Help needed: VMs stuck on "Booting from Hard Disk" with Ceph RBD

petwri

New Member
Jan 27, 2025
14
0
1
I am using Ceph RBD as my VM-Image storage backend. Just recently one of my Ceph OSDs crashed, I had to replace it. Now a recovery is running, a few PGs are degraded there.

This resulted in VMs not being able to boot anymore. I don't know if it's just a coincidence that it happended at the same time or if it's related to ceph doing a recovery, but some VMs are stuck at "Booting from Hard Disk" and nothing happens. I already tried playing around with the HDD options of the VMs (skip replication, boot order, caching) but it doesn't make any difference. I can migrate VMs between nodes (which happens instantly - makes sense since the images are on ceph rbd), but regardless of the node I am using, I cannot start any.

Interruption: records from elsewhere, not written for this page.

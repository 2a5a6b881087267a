//! Parsing of the `"ORIGIN -> DEST1,DEST2,..."` edge list format.
//!
//! The string grammar is a convenience adapter at the API boundary; the
//! graph types themselves operate on structured label pairs.

use crate::error::Error;

/// A parsed edge list: one origin and its destination labels.
#[derive(Debug, Clone, PartialEq, Eq)]
pub struct EdgeList {
    pub origin: String,
    pub destinations: Vec<String>,
}

/// Parses a single edge list specification.
///
/// All whitespace is stripped before parsing. The token on the left of the
/// `->` is the origin, the right side is a comma-separated list of
/// destinations. Empty destination tokens are skipped, so `"a ->"` parses
/// to an origin with no destinations. A specification with zero or more
/// than one `->` fails with [`Error::MalformedEdgeList`].
pub fn parse_edge_list(spec: &str) -> Result<EdgeList, Error> {
    let stripped: String = spec.chars().filter(|c| !c.is_whitespace()).collect();

    let mut parts = stripped.split("->");
    let (origin, destinations) = match (parts.next(), parts.next(), parts.next()) {
        (Some(origin), Some(destinations), None) => (origin, destinations),
        _ => return Err(Error::MalformedEdgeList(spec.to_owned())),
    };

    let destinations = destinations
        .split(',')
        .filter(|token| !token.is_empty())
        .map(str::to_owned)
        .collect();

    Ok(EdgeList {
        origin: origin.to_owned(),
        destinations,
    })
}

I am a little stuck here, since I don't really know how to proceed or what logs I should check. I don't want to restart any other VMs because I am afraid none of them will come up. The RBD images are definitely there.

Update: I just tried to export the image to local storage, and the export is stuck after a few MBs - seems like my ceph rbd storage is compromised. I'll let ceph do all recovery and then check again.
 
Last edited:
Hi, 12 OSDs and 3 nodes. Smartmontool reported disk was about to die, I set it to out, let the recovery finish, then down. Thats when pg's became degraded.
 
You did not tell us how many nodes and how many OSD you have.

Just for your future planning: a stable Ceph cluster may need some more resources than the bare minimum: https://forum.proxmox.com/threads/fabu-can-i-use-ceph-in-a-_very_-small-cluster.159671/
Hello, I went through the discussion on the link but couldn't find a solution to my current problem. I am currently experiencing the same issue with @petwri

We have a 7 node cluster. Node 4 went offline due to nice issues, because of that the ntp synchronization across nodes became skewed and ceph was offline. We configured node 1 as the primary ntp server and configured all other nodes to synchronise to it. Clock skew issue was resolved and ceph came online but most of my critical machines are not booting up. They get stuck on bootup. Here is the details of my setup below, please can you be of any help? Thank you.


Nodes: 7 total
Up: 6 (ve01, ve02, ve03, ve05, ve06, ve07)
Down: 1 (ve04 — offline, missing Mellanox NIC)
MONs: 7 configured
In quorum: 6 (ve01, ve02, ve03, ve05, ve06, ve07)
Down: 1 (mon.ve04 — out of quorum)
MGRs: 6
Active: 1 (ve01)
Standby: 5 (ve02, ve03, ve05, ve06, ve07)
OSDs: 84 total
Up and in: 67
Down: 17
12 on ve04 (offline with node)
5 orphaned (osd.52, 53, 54, 55 on ve05; osd.63 on ve06 — no backing storage, pending cleanup)
Placement Groups: 673 total
Active + clean: 672 (99.85%)
Down: 1 (PG 2.136 — contains zero objects)
MDS: 6
Active: 1
Standby: 5
Pools: 4
.mgr (1 PG)
wacren-ve-pool (512 PGs) — RBD for VMs
cephfs_data (128 PGs)
cephfs_metadata (32 PGs)
Storage:
Raw capacity: 234 TiB
Used: 54 TiB (23%)
Available: 180 TiB
Replication: size=3, min_size=2 (host-level failure domain)
Cluster Health: HEALTH_WARN (down from HEALTH_ERR)